The first year I was in Colorado, however, a funny thing happened. I took an assistant pastorate with a pastor who had grown up near Greeley, and he introduced me to the high plains. In time I came to love the plains even more than I loved the mountains (if that’s possible). Something about the combination of buffalo grass, prickly pear, and yucca over unbroken miles was just enchanting. The remoteness of the plains appealed to me, as did their vast openness. I had plenty of company with the pronghorn, the rabbits, the rattlesnakes, and the raptors.
My favorite place was Pawnee Buttes. The buttes stand on the boundary of the Pawnee National Grassland at the edge of the Colorado Piedmont, a drop-off where the floor of the plains falls away hundreds of feet in an escarpment of chalk bluffs. These bluffs are carved and latticed with a network of little canyons. A mile or so out from the bluffs, the two Pawnee Buttes rise some 300 feet. Their peaks are taller even than the plains above the escarpment. To me this site was lonely, wild, and breathtaking. I never got tired of it.
During those years I did lots of hiking around the bluffs and the buttes. Birds of prey nested in the bluffs—enough of them to be called a colony, though they were of different species. The first eagle I saw in the wild was at Pawnee Buttes. Horned toads also lived there, and I found porcupines back in those bluffs.
Mule deer lived in those canyons, too. In fact, the biggest deer I ever saw were there. In the West, you measure a deer’s antlers against its body width. A deer with antlers of a full body width is a decent trophy. At Pawnee Buttes I saw deer whose antlers stretched a full body width on either side of their torsos—magnificent animals. At the time I had a rifle in my hand—but the season was closed. No matter. The sight was unforgettable.
One of the most chilling moments I ever experienced occurred in those bluffs. I had followed a narrow canyon for perhaps half a mile into the bluffs when I became aware of a sort of electrical hum in the air. I couldn’t locate the sound, so I stood very still and tried to focus on its direction. It seemed to be coming from everywhere at once. That was when I realized that the cliffs on both sides of me were pockmarked with thousands of tiny burrows made by ground-dwelling bumblebees. You can believe that I backed out of that canyon very slowly and gently.
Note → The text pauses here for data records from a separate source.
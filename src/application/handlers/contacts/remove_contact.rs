//! RemoveContactHandler - Command handler for deleting contacts.

use std::sync::Arc;

use crate::domain::contact::{ContactDirectoryError, ContactName};
use crate::ports::ContactStore;

/// Command to delete a directory entry.
#[derive(Debug, Clone)]
pub struct RemoveContactCommand {
    pub name: String,
}

/// Handler for contact removal.
pub struct RemoveContactHandler {
    store: Arc<dyn ContactStore>,
}

impl RemoveContactHandler {
    pub fn new(store: Arc<dyn ContactStore>) -> Self {
        Self { store }
    }

    pub async fn handle(&self, cmd: RemoveContactCommand) -> Result<(), ContactDirectoryError> {
        let name = ContactName::new(&cmd.name)
            .map_err(|e| ContactDirectoryError::InvalidInput(e.to_string()))?;

        let removed = self
            .store
            .remove(&name)
            .await
            .map_err(|e| ContactDirectoryError::Store(e.to_string()))?;

        if !removed {
            return Err(ContactDirectoryError::NotFound(name));
        }

        tracing::info!(contact = %name, "contact removed");
        Ok(())
    }
}

#[cfg(test)]
mod tests {
    use super::*;
    use crate::adapters::storage::InMemoryContactStore;

    #[tokio::test]
    async fn removes_existing_contact_case_insensitively() {
        let store = Arc::new(InMemoryContactStore::new());
        store
            .upsert(
                ContactName::new("gustavo").unwrap(),
                "+5511999999999".to_string(),
            )
            .await
            .unwrap();
        let handler = RemoveContactHandler::new(store.clone());

        handler
            .handle(RemoveContactCommand {
                name: "Gustavo".to_string(),
            })
            .await
            .unwrap();

        let stored = store
            .get(&ContactName::new("gustavo").unwrap())
            .await
            .unwrap();
        assert!(stored.is_none());
    }

    #[tokio::test]
    async fn unknown_contact_reports_not_found() {
        let handler = RemoveContactHandler::new(Arc::new(InMemoryContactStore::new()));

        let result = handler
            .handle(RemoveContactCommand {
                name: "gustavo".to_string(),
            })
            .await;

        assert!(matches!(result, Err(ContactDirectoryError::NotFound(_))));
    }
}
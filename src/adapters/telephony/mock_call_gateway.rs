//! Mock call gateway for testing.
//!
//! Records every placed call for assertions and supports error injection.

use std::sync::Mutex;

use async_trait::async_trait;

use crate::ports::{
    CallGateway, CallHandle, CallInstruction, GatewayError, PlaceCallRequest, RenderedInstruction,
};

/// Mock call gateway.
///
/// # Example
///
/// ```ignore
/// let mock = MockCallGateway::new();
/// handler_under_test(mock.clone()).await;
/// assert_eq!(mock.placed_calls().len(), 1);
/// ```
#[derive(Default)]
pub struct MockCallGateway {
    calls: Mutex<Vec<PlaceCallRequest>>,
    attempts: Mutex<usize>,
    fail_with: Option<String>,
}

impl MockCallGateway {
    pub fn new() -> Self {
        Self::default()
    }

    /// A gateway whose every dial fails with the given reason.
    pub fn failing(reason: impl Into<String>) -> Self {
        Self {
            fail_with: Some(reason.into()),
            ..Self::default()
        }
    }

    /// Calls successfully placed so far.
    pub fn placed_calls(&self) -> Vec<PlaceCallRequest> {
        self.calls.lock().unwrap().clone()
    }

    /// Dial attempts, including failed ones.
    pub fn attempted_calls(&self) -> usize {
        *self.attempts.lock().unwrap()
    }
}

#[async_trait]
impl CallGateway for MockCallGateway {
    async fn place_call(&self, request: PlaceCallRequest) -> Result<CallHandle, GatewayError> {
        *self.attempts.lock().unwrap() += 1;
        if let Some(reason) = &self.fail_with {
            return Err(GatewayError::DialFailure(reason.clone()));
        }
        let mut calls = self.calls.lock().unwrap();
        calls.push(request);
        Ok(CallHandle {
            call_id: format!("mock-call-{}", calls.len()),
        })
    }

    fn render(&self, instruction: &CallInstruction) -> RenderedInstruction {
        let body = match instruction {
            CallInstruction::SpeakAndCollect { prompt, next } => {
                format!("COLLECT {prompt} [next attempt {}]", next.attempt())
            }
            CallInstruction::SpeakAndHangUp { prompt } => format!("HANGUP {prompt}"),
        };
        RenderedInstruction {
            body,
            content_type: "text/plain",
        }
    }
}

#[cfg(test)]
mod tests {
    use super::*;

    #[tokio::test]
    async fn records_placed_calls() {
        let mock = MockCallGateway::new();
        let handle = mock
            .place_call(PlaceCallRequest {
                to: "+5511999999999".to_string(),
                instruction: CallInstruction::SpeakAndHangUp {
                    prompt: "oi".to_string(),
                },
            })
            .await
            .unwrap();

        assert_eq!(handle.call_id, "mock-call-1");
        assert_eq!(mock.placed_calls().len(), 1);
        assert_eq!(mock.attempted_calls(), 1);
    }

    #[tokio::test]
    async fn failing_gateway_counts_attempts_without_recording_calls() {
        let mock = MockCallGateway::failing("no signal");
        let result = mock
            .place_call(PlaceCallRequest {
                to: "+5511999999999".to_string(),
                instruction: CallInstruction::SpeakAndHangUp {
                    prompt: "oi".to_string(),
                },
            })
            .await;

        assert!(matches!(result, Err(GatewayError::DialFailure(_))));
        assert!(mock.placed_calls().is_empty());
        assert_eq!(mock.attempted_calls(), 1);
    }
}
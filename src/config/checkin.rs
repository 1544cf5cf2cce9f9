//! Check-in verification configuration

use serde::Deserialize;

use super::error::ValidationError;

/// Check-in verification configuration
///
/// Controls the passphrase check, the retry budgets of the two state
/// machines, and the acknowledgement vocabulary accepted during escalation.
#[derive(Debug, Clone, Deserialize)]
pub struct CheckInConfig {
    /// Expected spoken passphrase (case-insensitive substring match)
    #[serde(default = "default_passphrase")]
    pub passphrase: String,

    /// Verification attempts before escalation
    #[serde(default = "default_max_attempts")]
    pub max_attempts: u32,

    /// Confirmation attempts before giving up unconfirmed
    #[serde(default = "default_confirmation_max_attempts")]
    pub confirmation_max_attempts: u32,

    /// Acknowledgement words accepted from the emergency contact
    #[serde(default = "default_acknowledgements")]
    pub acknowledgements: Vec<String>,

    /// Default region for parsing national-format phone numbers (ISO 3166-1)
    #[serde(default = "default_region")]
    pub default_region: Option<String>,
}

impl CheckInConfig {
    /// Validate check-in configuration
    pub fn validate(&self) -> Result<(), ValidationError> {
        if self.passphrase.trim().is_empty() {
            return Err(ValidationError::EmptyPassphrase);
        }
        if self.max_attempts == 0 || self.confirmation_max_attempts == 0 {
            return Err(ValidationError::InvalidMaxAttempts);
        }
        if self.acknowledgements.iter().all(|w| w.trim().is_empty()) {
            return Err(ValidationError::EmptyAcknowledgements);
        }
        if let Some(region) = &self.default_region {
            if region.parse::<phonenumber::country::Id>().is_err() {
                return Err(ValidationError::UnknownRegion(region.clone()));
            }
        }
        Ok(())
    }

    /// Parsed default region, if configured
    pub fn region(&self) -> Option<phonenumber::country::Id> {
        self.default_region
            .as_deref()
            .and_then(|r| r.parse().ok())
    }
}

impl Default for CheckInConfig {
    fn default() -> Self {
        Self {
            passphrase: default_passphrase(),
            max_attempts: default_max_attempts(),
            confirmation_max_attempts: default_confirmation_max_attempts(),
            acknowledgements: default_acknowledgements(),
            default_region: default_region(),
        }
    }
}

fn default_passphrase() -> String {
    "protegido".to_string()
}

fn default_max_attempts() -> u32 {
    2
}

fn default_confirmation_max_attempts() -> u32 {
    3
}

fn default_acknowledgements() -> Vec<String> {
    ["ok", "confirmo", "entendido", "entendi", "obrigado", "valeu"]
        .iter()
        .map(|s| s.to_string())
        .collect()
}

fn default_region() -> Option<String> {
    Some("BR".to_string())
}

#[cfg(test)]
mod tests {
    use super::*;

    #[test]
    fn test_defaults() {
        let config = CheckInConfig::default();
        assert_eq!(config.passphrase, "protegido");
        assert_eq!(config.max_attempts, 2);
        assert_eq!(config.confirmation_max_attempts, 3);
        assert_eq!(config.acknowledgements.len(), 6);
        assert_eq!(config.region(), Some(phonenumber::country::BR));
    }

    #[test]
    fn test_validation_empty_passphrase() {
        let config = CheckInConfig {
            passphrase: "  ".to_string(),
            ..Default::default()
        };
        assert!(config.validate().is_err());
    }

    #[test]
    fn test_validation_zero_attempts() {
        let config = CheckInConfig {
            max_attempts: 0,
            ..Default::default()
        };
        assert!(config.validate().is_err());
    }

    #[test]
    fn test_validation_unknown_region() {
        let config = CheckInConfig {
            default_region: Some("XX".to_string()),
            ..Default::default()
        };
        assert!(config.validate().is_err());
    }

    #[test]
    fn test_no_region_is_valid() {
        let config = CheckInConfig {
            default_region: None,
            ..Default::default()
        };
        assert!(config.validate().is_ok());
        assert_eq!(config.region(), None);
    }
}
During my six years in Colorado I visited Pawnee Buttes many times. I never, ever met another person. It was so remote that nobody went there. It was like my own private Western preserve. I loved to think that those bluffs and buttes were virtually unchanged since pioneers had settled the West.
When I left Colorado I spent six years in Iowa, then another seven or eight in Texas. Eventually I relocated to Minnesota. On a trip westward I thought I’d take my children to see the Pawnee Buttes.
I said earlier that the buttes were located on the edge of the Pawnee National Grassland. They were bounded by private property all along the northern edge, and one of the buttes actually stood on private land. During the years that I was gone, the owners of that property had built windmills all along the horizon. Dozens—scores—hundreds of those mechanical monstrosities now formed the backdrop for every angle from which the buttes could be viewed. The remoteness, wildness, openness, and solitude of the site had been destroyed.
Worse yet, the Forest Service had decided that the site needed improving. I don’t know who they were expecting to visit, but the feds had built a wooden board walkway for access from a paved parking lot. Nonexistent tourists were supposed to stay on the walkway because otherwise they might disturb the raptors, dontcha know. You could no longer get close to anything that really mattered.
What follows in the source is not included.